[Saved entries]
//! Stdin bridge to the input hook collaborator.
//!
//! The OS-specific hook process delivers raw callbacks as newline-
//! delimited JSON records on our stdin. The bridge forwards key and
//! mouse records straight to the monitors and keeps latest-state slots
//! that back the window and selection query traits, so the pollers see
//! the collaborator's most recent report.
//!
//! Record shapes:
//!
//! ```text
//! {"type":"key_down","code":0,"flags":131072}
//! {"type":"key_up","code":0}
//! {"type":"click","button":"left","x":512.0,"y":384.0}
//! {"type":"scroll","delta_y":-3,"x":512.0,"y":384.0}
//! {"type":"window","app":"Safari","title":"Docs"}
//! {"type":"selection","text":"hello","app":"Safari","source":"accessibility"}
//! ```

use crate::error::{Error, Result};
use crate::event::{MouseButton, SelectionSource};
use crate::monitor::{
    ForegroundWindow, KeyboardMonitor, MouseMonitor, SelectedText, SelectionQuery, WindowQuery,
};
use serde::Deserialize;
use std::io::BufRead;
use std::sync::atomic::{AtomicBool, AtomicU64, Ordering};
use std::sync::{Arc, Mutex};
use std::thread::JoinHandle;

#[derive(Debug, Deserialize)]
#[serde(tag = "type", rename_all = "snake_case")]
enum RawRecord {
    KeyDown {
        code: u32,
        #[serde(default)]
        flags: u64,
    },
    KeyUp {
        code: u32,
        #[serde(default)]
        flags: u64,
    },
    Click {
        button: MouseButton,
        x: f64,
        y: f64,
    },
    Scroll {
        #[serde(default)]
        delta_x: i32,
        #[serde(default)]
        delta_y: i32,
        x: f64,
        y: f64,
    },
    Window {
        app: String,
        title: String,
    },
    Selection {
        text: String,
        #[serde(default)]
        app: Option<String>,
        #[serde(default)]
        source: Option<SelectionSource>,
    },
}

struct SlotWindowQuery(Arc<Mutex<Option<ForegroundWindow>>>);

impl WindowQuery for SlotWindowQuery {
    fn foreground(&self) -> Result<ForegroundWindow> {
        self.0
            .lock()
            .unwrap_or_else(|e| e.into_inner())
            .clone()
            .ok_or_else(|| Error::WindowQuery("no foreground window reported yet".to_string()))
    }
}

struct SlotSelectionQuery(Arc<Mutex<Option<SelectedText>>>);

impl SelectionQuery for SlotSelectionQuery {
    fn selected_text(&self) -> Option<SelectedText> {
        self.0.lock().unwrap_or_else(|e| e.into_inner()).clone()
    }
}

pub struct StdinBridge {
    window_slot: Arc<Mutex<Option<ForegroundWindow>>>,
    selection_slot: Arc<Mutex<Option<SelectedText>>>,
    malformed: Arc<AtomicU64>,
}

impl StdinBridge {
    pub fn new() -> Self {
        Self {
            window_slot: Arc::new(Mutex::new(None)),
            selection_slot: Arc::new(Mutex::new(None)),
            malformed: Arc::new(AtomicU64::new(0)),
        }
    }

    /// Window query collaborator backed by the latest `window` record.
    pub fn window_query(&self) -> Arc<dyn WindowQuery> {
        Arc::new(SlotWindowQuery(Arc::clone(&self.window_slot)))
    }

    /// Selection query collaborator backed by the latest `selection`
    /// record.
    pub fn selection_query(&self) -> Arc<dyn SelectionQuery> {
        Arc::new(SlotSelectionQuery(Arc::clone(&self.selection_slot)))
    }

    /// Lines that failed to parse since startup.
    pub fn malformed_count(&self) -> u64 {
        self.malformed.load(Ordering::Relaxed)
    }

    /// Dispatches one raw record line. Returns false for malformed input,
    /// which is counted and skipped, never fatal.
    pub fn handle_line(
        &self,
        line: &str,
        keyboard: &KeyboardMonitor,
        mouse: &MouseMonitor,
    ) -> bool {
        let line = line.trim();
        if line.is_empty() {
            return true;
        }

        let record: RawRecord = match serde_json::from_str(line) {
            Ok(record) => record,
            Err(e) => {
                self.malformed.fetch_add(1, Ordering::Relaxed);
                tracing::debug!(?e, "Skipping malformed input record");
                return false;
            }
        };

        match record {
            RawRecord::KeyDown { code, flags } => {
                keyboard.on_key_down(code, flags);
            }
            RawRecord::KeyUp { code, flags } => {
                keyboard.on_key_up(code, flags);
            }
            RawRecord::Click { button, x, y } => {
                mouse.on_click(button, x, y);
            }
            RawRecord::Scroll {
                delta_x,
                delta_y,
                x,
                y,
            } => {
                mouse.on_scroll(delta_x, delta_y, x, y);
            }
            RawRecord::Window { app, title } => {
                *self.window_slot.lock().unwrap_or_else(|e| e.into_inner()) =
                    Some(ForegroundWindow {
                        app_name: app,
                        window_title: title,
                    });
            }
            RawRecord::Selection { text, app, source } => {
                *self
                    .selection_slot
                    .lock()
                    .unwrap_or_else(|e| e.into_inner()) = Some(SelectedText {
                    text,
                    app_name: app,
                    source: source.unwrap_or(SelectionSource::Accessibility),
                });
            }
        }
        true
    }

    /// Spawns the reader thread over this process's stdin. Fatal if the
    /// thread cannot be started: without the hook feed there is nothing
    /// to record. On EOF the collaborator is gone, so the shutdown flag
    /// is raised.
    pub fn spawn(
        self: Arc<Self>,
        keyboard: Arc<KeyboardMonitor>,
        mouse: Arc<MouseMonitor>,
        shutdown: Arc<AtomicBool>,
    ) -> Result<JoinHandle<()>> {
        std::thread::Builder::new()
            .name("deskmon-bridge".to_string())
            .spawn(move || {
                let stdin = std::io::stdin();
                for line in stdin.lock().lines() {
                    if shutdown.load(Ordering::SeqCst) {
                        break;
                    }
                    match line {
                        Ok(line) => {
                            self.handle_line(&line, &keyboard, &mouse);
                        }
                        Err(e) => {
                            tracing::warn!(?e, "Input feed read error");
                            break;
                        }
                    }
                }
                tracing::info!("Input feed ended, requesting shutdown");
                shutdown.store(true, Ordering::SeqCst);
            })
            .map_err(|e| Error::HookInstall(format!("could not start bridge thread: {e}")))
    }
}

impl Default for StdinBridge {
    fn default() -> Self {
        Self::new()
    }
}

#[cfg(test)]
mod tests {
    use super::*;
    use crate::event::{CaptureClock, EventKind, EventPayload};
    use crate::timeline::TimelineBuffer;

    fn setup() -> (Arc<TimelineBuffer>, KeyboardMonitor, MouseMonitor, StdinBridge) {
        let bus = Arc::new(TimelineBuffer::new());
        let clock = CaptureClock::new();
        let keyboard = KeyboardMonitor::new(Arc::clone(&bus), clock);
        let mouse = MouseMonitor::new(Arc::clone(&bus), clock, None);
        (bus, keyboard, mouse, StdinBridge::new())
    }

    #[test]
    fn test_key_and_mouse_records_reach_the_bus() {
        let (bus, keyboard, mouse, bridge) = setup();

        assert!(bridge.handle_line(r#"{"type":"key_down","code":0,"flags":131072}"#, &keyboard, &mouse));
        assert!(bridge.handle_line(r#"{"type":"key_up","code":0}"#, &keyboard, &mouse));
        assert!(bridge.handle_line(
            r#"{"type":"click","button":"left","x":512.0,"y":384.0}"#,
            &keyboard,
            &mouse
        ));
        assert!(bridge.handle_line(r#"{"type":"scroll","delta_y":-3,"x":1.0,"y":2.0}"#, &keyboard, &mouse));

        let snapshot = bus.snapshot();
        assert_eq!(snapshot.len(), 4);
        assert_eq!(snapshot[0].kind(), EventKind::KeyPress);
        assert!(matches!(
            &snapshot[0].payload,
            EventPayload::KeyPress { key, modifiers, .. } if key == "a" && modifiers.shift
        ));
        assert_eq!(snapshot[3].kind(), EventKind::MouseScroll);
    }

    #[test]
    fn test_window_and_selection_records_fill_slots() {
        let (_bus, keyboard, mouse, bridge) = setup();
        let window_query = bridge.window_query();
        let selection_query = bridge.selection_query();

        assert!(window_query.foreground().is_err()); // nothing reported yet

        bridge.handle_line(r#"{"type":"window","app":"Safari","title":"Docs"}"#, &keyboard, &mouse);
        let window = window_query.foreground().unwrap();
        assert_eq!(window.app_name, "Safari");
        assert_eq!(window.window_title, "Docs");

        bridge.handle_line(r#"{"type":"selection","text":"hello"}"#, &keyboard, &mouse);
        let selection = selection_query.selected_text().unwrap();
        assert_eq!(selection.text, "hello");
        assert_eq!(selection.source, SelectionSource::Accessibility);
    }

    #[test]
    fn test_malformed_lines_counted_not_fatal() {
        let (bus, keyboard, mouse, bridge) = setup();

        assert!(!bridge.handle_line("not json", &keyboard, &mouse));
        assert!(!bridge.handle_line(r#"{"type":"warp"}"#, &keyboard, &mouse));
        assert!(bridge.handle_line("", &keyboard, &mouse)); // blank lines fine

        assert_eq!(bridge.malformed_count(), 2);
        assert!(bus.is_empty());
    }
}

...

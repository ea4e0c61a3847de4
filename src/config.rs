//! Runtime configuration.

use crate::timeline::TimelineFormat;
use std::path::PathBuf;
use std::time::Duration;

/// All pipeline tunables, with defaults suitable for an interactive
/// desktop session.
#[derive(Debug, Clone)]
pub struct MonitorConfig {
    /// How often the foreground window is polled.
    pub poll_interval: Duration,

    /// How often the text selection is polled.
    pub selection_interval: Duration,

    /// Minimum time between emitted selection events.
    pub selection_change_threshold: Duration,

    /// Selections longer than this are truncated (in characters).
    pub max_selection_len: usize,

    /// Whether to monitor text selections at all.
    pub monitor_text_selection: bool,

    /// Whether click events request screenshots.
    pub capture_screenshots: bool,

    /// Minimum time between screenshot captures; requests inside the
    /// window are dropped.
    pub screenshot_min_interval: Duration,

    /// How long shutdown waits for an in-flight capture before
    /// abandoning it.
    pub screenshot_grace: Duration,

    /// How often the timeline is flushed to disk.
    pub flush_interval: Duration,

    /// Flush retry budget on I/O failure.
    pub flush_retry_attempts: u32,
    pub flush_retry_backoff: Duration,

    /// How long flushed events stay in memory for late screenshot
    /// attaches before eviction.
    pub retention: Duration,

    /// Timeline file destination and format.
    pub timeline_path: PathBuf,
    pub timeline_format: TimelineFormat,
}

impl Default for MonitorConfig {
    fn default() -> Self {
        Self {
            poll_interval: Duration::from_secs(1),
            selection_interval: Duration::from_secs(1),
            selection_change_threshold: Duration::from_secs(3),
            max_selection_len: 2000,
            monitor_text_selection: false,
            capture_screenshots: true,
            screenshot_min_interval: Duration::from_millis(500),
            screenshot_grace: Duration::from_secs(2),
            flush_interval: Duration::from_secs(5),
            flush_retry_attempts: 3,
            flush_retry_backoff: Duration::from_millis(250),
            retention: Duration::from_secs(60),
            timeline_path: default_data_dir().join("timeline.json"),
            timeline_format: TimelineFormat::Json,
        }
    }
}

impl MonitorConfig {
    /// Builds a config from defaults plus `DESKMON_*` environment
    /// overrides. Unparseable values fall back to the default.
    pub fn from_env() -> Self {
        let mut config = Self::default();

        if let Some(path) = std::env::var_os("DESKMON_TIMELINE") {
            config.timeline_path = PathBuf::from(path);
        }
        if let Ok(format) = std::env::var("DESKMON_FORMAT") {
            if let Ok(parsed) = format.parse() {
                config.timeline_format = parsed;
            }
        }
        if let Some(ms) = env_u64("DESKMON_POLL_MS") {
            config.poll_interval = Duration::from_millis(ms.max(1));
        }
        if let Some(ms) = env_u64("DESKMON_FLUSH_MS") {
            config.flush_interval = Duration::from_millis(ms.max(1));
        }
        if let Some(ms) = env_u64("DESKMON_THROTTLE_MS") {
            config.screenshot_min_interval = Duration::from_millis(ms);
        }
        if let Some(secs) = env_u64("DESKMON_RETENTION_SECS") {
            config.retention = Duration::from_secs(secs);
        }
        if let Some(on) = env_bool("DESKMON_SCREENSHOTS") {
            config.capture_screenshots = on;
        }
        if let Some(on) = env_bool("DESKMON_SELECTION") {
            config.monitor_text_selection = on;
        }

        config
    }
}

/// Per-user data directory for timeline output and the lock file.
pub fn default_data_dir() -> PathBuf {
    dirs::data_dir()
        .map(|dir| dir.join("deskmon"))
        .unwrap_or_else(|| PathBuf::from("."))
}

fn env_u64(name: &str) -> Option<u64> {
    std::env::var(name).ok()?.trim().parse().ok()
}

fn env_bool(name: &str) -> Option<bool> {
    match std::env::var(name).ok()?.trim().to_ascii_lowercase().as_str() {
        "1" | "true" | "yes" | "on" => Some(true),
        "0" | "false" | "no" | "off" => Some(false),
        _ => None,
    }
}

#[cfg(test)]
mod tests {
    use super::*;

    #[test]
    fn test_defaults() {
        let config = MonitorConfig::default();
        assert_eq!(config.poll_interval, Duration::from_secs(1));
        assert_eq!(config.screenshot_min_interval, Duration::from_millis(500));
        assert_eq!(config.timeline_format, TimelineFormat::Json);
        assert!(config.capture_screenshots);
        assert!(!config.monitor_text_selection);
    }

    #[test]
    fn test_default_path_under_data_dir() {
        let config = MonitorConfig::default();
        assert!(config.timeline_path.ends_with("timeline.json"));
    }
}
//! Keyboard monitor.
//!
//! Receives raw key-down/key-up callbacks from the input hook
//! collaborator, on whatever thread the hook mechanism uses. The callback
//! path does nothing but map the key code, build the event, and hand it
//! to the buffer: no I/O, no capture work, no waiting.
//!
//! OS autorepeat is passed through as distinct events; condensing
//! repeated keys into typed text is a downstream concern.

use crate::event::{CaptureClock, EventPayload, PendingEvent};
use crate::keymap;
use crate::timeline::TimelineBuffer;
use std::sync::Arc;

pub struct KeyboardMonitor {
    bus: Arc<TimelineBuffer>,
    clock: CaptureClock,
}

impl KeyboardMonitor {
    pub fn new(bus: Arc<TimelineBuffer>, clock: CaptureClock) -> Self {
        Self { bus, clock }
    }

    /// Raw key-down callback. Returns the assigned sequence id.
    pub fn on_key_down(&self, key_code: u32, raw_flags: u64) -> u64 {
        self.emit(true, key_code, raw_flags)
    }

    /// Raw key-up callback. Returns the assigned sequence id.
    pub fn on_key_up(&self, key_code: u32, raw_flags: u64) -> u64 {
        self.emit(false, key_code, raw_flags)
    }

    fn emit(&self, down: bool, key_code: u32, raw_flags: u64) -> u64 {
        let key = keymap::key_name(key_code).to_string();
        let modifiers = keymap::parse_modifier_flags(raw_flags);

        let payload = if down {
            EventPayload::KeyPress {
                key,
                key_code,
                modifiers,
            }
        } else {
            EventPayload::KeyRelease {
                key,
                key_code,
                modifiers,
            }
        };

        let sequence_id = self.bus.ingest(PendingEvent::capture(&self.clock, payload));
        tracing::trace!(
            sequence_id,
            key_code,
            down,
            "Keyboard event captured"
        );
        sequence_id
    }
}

◆ Work item: Only the lines above starting at the one containing "the lock file." and ending at the one containing "fn env_u64(name: &str)", both included, are to be returned, exactly as they read.

◆ Response for this exercise:
/// Per-user data directory for timeline output and the lock file.
pub fn default_data_dir() -> PathBuf {
    dirs::data_dir()
        .map(|dir| dir.join("deskmon"))
        .unwrap_or_else(|| PathBuf::from("."))
}

fn env_u64(name: &str) -> Option<u64> {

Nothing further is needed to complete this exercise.